Going Through Security
By now it would be surprising if any traveler were surprised that going through airline security is the most time-consuming portion of any trip—whether you are traveling on business or for personal reasons. The long snaking line is always filled with people who are drinking from enormous tureens of bottled water, who wear layers of sweaters, waistcoats, jerkins, bodkins, and dickeys … and carry a multitude of electronic equipment. Most of the time you will be stalled behind tourists who do not prepare themselves for the conveyer belt routine of undressing, exposing their toiletries, debelting their pants, unshodding their feet, and turning on their laptops. (Sir, over there with the large fanny pack, I’m speaking to you. Take that vile thing off your waist and put in in the bin. Yes, you.) Eventually, even that family with four children under the age of 6 will figure it out, hopefully with time for you to make it to your gate. At the very least, be mindful that though style is almost as important as politeness, wearing your knee-high gladiator boots will cause you to be the most disliked passenger at Miami International Airport. Wear slip-ons, and you will not disturb the peace.

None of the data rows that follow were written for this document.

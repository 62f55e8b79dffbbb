//! In-memory synonym registry.
//!
//! [`SynonymTable`] holds the two mappings and implements the merge and
//! delete algorithms synchronously. [`InMemorySynonymRegistry`] wraps a table
//! in a single `RwLock` so each mutation runs as one write critical section.
//!
//! Groups can be loaded from and saved to a JSON file holding an array of
//! groups:
//!
//! ```json
//! [
//!   ["laptop", "notebook"],
//!   ["tv", "television"]
//! ]
//! ```

use std::collections::BTreeMap;
use std::fs;
use std::path::Path;

use ahash::AHashMap;
use async_trait::async_trait;
use log::{debug, warn};
use parking_lot::RwLock;

use crate::error::{HoplonError, Result};
use crate::synonym::registry::{SynonymRegistry, normalize_word};

/// The dual-map representation of all synonym groups.
#[derive(Debug, Clone, Default)]
pub struct SynonymTable {
    /// canonical word -> members in insertion order (includes the canonical)
    groups: BTreeMap<String, Vec<String>>,
    /// word -> canonical word
    canonical_of: AHashMap<String, String>,
}

fn push_unique(target: &mut Vec<String>, word: String) {
    if !target.contains(&word) {
        target.push(word);
    }
}

impl SynonymTable {
    /// Create an empty table.
    pub fn new() -> Self {
        Self::default()
    }

    /// Build a table by saving each group in order.
    pub fn from_groups<I, G, S>(groups: I) -> Self
    where
        I: IntoIterator<Item = G>,
        G: IntoIterator<Item = S>,
        S: AsRef<str>,
    {
        let mut table = Self::new();
        for group in groups {
            let words: Vec<S> = group.into_iter().collect();
            table.save_group(words.as_slice());
        }
        table
    }

    /// Save a group, merging every existing group it touches.
    ///
    /// Returns `false` when fewer than two distinct normalized words remain.
    pub fn save_group<S: AsRef<str>>(&mut self, words: &[S]) -> bool {
        let mut normalized = Vec::with_capacity(words.len());
        for word in words {
            let word = normalize_word(word.as_ref());
            if !word.is_empty() {
                push_unique(&mut normalized, word);
            }
        }
        if normalized.len() < 2 {
            warn!("Synonym group must contain at least two distinct words: {normalized:?}");
            return false;
        }

        let mut canonical: Option<String> = None;
        let mut target: Vec<String> = Vec::new();

        for word in &normalized {
            let Some(existing) = self.canonical_of.get(word).cloned() else {
                continue;
            };
            match &canonical {
                None => {
                    target = self.groups.get(&existing).cloned().unwrap_or_default();
                    canonical = Some(existing);
                }
                Some(current) if *current != existing => {
                    if let Some(group) = self.groups.remove(&existing) {
                        for member in group {
                            push_unique(&mut target, member);
                        }
                    }
                }
                Some(_) => {}
            }
        }

        let canonical = canonical.unwrap_or_else(|| normalized[0].clone());
        for word in normalized {
            push_unique(&mut target, word);
        }
        for word in &target {
            self.canonical_of.insert(word.clone(), canonical.clone());
        }

        debug!("Saved synonym group (canonical: {canonical}): {target:?}");
        self.groups.insert(canonical, target);
        true
    }

    /// All members of the group containing `word`.
    pub fn find_synonyms(&self, word: &str) -> Option<Vec<String>> {
        let canonical = self.canonical_of.get(&normalize_word(word))?;
        self.groups.get(canonical).cloned()
    }

    /// The canonical word of the group containing `word`.
    pub fn canonical(&self, word: &str) -> Option<&str> {
        self.canonical_of
            .get(&normalize_word(word))
            .map(String::as_str)
    }

    /// Remove a word from its group.
    ///
    /// A group left with fewer than two members is deleted entirely. If the
    /// canonical word was removed, the first remaining member is promoted.
    pub fn delete_word(&mut self, word: &str) -> bool {
        let normalized = normalize_word(word);
        let Some(canonical) = self.canonical_of.remove(&normalized) else {
            return false;
        };
        let Some(mut group) = self.groups.remove(&canonical) else {
            return false;
        };
        group.retain(|member| *member != normalized);

        if group.len() < 2 {
            debug!("Synonym group for canonical \"{canonical}\" is now too small, deleting group.");
            for member in &group {
                self.canonical_of.remove(member);
            }
        } else if normalized == canonical {
            let promoted = group[0].clone();
            for member in &group {
                self.canonical_of.insert(member.clone(), promoted.clone());
            }
            debug!("Promoted \"{promoted}\" to canonical word for the group.");
            self.groups.insert(promoted, group);
        } else {
            self.groups.insert(canonical, group);
        }
        true
    }

    /// Every group, ordered by canonical word.
    pub fn all_groups(&self) -> Vec<Vec<String>> {
        self.groups.values().cloned().collect()
    }

    /// Number of groups.
    pub fn len(&self) -> usize {
        self.groups.len()
    }

    /// Whether no groups are defined.
    pub fn is_empty(&self) -> bool {
        self.groups.is_empty()
    }
}

/// A [`SynonymRegistry`] backed by an in-memory [`SynonymTable`].
#[derive(Debug, Default)]
pub struct InMemorySynonymRegistry {
    table: RwLock<SynonymTable>,
}

impl InMemorySynonymRegistry {
    /// Create an empty registry.
    pub fn new() -> Self {
        Self::default()
    }

    /// Create a registry from a prepared table.
    pub fn from_table(table: SynonymTable) -> Self {
        InMemorySynonymRegistry {
            table: RwLock::new(table),
        }
    }

    /// Load groups from a JSON file containing an array of word arrays.
    pub fn load_from_file<P: AsRef<Path>>(path: P) -> Result<Self> {
        let path = path.as_ref();
        let content = fs::read_to_string(path).map_err(|e| {
            HoplonError::other(format!(
                "Failed to read synonym file '{}': {}",
                path.display(),
                e
            ))
        })?;
        let groups: Vec<Vec<String>> = serde_json::from_str(&content).map_err(|e| {
            HoplonError::validation(format!(
                "Failed to parse synonym JSON from '{}': {}",
                path.display(),
                e
            ))
        })?;
        Ok(Self::from_table(SynonymTable::from_groups(groups)))
    }

    /// Write all groups to a JSON file, replacing it atomically.
    pub fn save_to_file<P: AsRef<Path>>(&self, path: P) -> Result<()> {
        let path = path.as_ref();
        let groups = self.table.read().all_groups();
        let content = serde_json::to_string_pretty(&groups)?;
        let tmp = path.with_extension("json.tmp");
        fs::write(&tmp, content)?;
        fs::rename(&tmp, path)?;
        Ok(())
    }

    /// A copy of the current table.
    pub fn snapshot(&self) -> SynonymTable {
        self.table.read().clone()
    }
}

#[async_trait]
impl SynonymRegistry for InMemorySynonymRegistry {
    async fn save_group(&self, words: &[String]) -> Result<()> {
        self.table.write().save_group(words);
        Ok(())
    }

    async fn find_synonyms(&self, word: &str) -> Result<Option<Vec<String>>> {
        Ok(self.table.read().find_synonyms(word))
    }

    async fn delete_word(&self, word: &str) -> Result<bool> {
        Ok(self.table.write().delete_word(word))
    }

    async fn all_groups(&self) -> Result<Vec<Vec<String>>> {
        Ok(self.table.read().all_groups())
    }
}

#[cfg(test)]
mod tests {
    use super::*;

    fn sorted(mut words: Vec<String>) -> Vec<String> {
        words.sort();
        words
    }

    #[test]
    fn test_save_and_find() {
        let mut table = SynonymTable::new();
        assert!(table.save_group(&["Laptop", " notebook "]));

        assert_eq!(
            table.find_synonyms("NOTEBOOK"),
            Some(vec!["laptop".to_string(), "notebook".to_string()])
        );
        assert_eq!(table.canonical("notebook"), Some("laptop"));
        assert_eq!(table.find_synonyms("desktop"), None);
    }

    #[test]
    fn test_small_groups_are_ignored() {
        let mut table = SynonymTable::new();
        assert!(!table.save_group(&["only"]));
        assert!(!table.save_group(&["Same", "same ", "  "]));
        assert!(table.is_empty());
    }

    #[test]
    fn test_merge_with_existing_group() {
        let mut table = SynonymTable::new();
        table.save_group(&["quick", "fast"]);
        table.save_group(&["rapid", "fast"]);

        assert_eq!(table.len(), 1);
        assert_eq!(table.canonical("rapid"), Some("quick"));
        assert_eq!(
            sorted(table.find_synonyms("quick").unwrap()),
            vec!["fast", "quick", "rapid"]
        );
    }

    #[test]
    fn test_merge_is_transitive_across_groups() {
        let mut table = SynonymTable::new();
        table.save_group(&["tv", "television"]);
        table.save_group(&["screen", "display"]);
        table.save_group(&["monitor", "display", "tv"]);

        assert_eq!(table.len(), 1);
        // "display" is the first touched word, so its group's canonical wins.
        assert_eq!(table.canonical("tv"), Some("screen"));
        assert_eq!(
            sorted(table.find_synonyms("television").unwrap()),
            vec!["display", "monitor", "screen", "television", "tv"]
        );
        for word in ["tv", "television", "screen", "display", "monitor"] {
            assert_eq!(table.canonical(word), Some("screen"));
        }
    }

    #[test]
    fn test_delete_non_canonical_word() {
        let mut table = SynonymTable::new();
        table.save_group(&["a", "b", "c"]);

        assert!(table.delete_word("B"));
        assert_eq!(table.find_synonyms("a"), Some(vec!["a".into(), "c".into()]));
        assert_eq!(table.find_synonyms("b"), None);
        assert!(!table.delete_word("b"));
    }

    #[test]
    fn test_delete_canonical_promotes_member() {
        let mut table = SynonymTable::new();
        table.save_group(&["a", "b", "c"]);

        assert!(table.delete_word("a"));
        assert_eq!(table.canonical("b"), Some("b"));
        assert_eq!(table.canonical("c"), Some("b"));
        assert_eq!(table.all_groups(), vec![vec!["b".to_string(), "c".to_string()]]);
    }

    #[test]
    fn test_delete_last_but_one_removes_group() {
        let mut table = SynonymTable::new();
        table.save_group(&["couch", "sofa"]);

        assert!(table.delete_word("sofa"));
        assert!(table.is_empty());
        assert_eq!(table.find_synonyms("couch"), None);
        assert_eq!(table.canonical("couch"), None);
    }

    #[test]
    fn test_save_and_load_file() {
        let dir = tempfile::tempdir().unwrap();
        let path = dir.path().join("synonyms.json");

        let registry = InMemorySynonymRegistry::from_table(SynonymTable::from_groups([
            vec!["laptop", "notebook"],
            vec!["tv", "television"],
        ]));
        registry.save_to_file(&path).unwrap();

        let loaded = InMemorySynonymRegistry::load_from_file(&path).unwrap();
        assert_eq!(loaded.snapshot().all_groups(), registry.snapshot().all_groups());
    }

    #[test]
    fn test_load_invalid_file() {
        let dir = tempfile::tempdir().unwrap();
        let path = dir.path().join("broken.json");
        fs::write(&path, "{not json").unwrap();
        assert!(matches!(
            InMemorySynonymRegistry::load_from_file(&path),
            Err(HoplonError::Validation(_))
        ));
    }
}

An airport mishap. (Photo: Lori Greig)
Where was it written that Walgreens made the best travel bags? I’m not talking about the totes they sell in their ubiquitous pharmacies/groceries/sushi stores; I’m talking about their plastic shopping bags. What an insult to Bed Bath & Beyond and Home Depot! (Not to mention Tumi.) Whenever the line for the escalator is especially long and energetic in an airport terminal, I’m invariably standing behind someone with a matched set of bulging Walgreens luggage, worried that the overstuffed bag poised above me will burst. And what happens when said bags are hoisted into the overhead compartments? They do not fasten and they are forever spilling out their contents. I consider these valises a pitfall of modern travel. In a perfect world, of course, we would all check all our luggage—free of charge. Then we could sashay around the airport unencumbered, without worry that if we needed to go to the bathroom, or to visit the unappealing food courts we wouldn’t have to take all our carry-ons with us. Upon landing, miraculously, our bags would be unloaded simultaneously with the passengers, so that we wouldn’t have to wait another 45 minutes to be reunited with our black ballistic nylon rolling bags. A woman can dream, can’t she?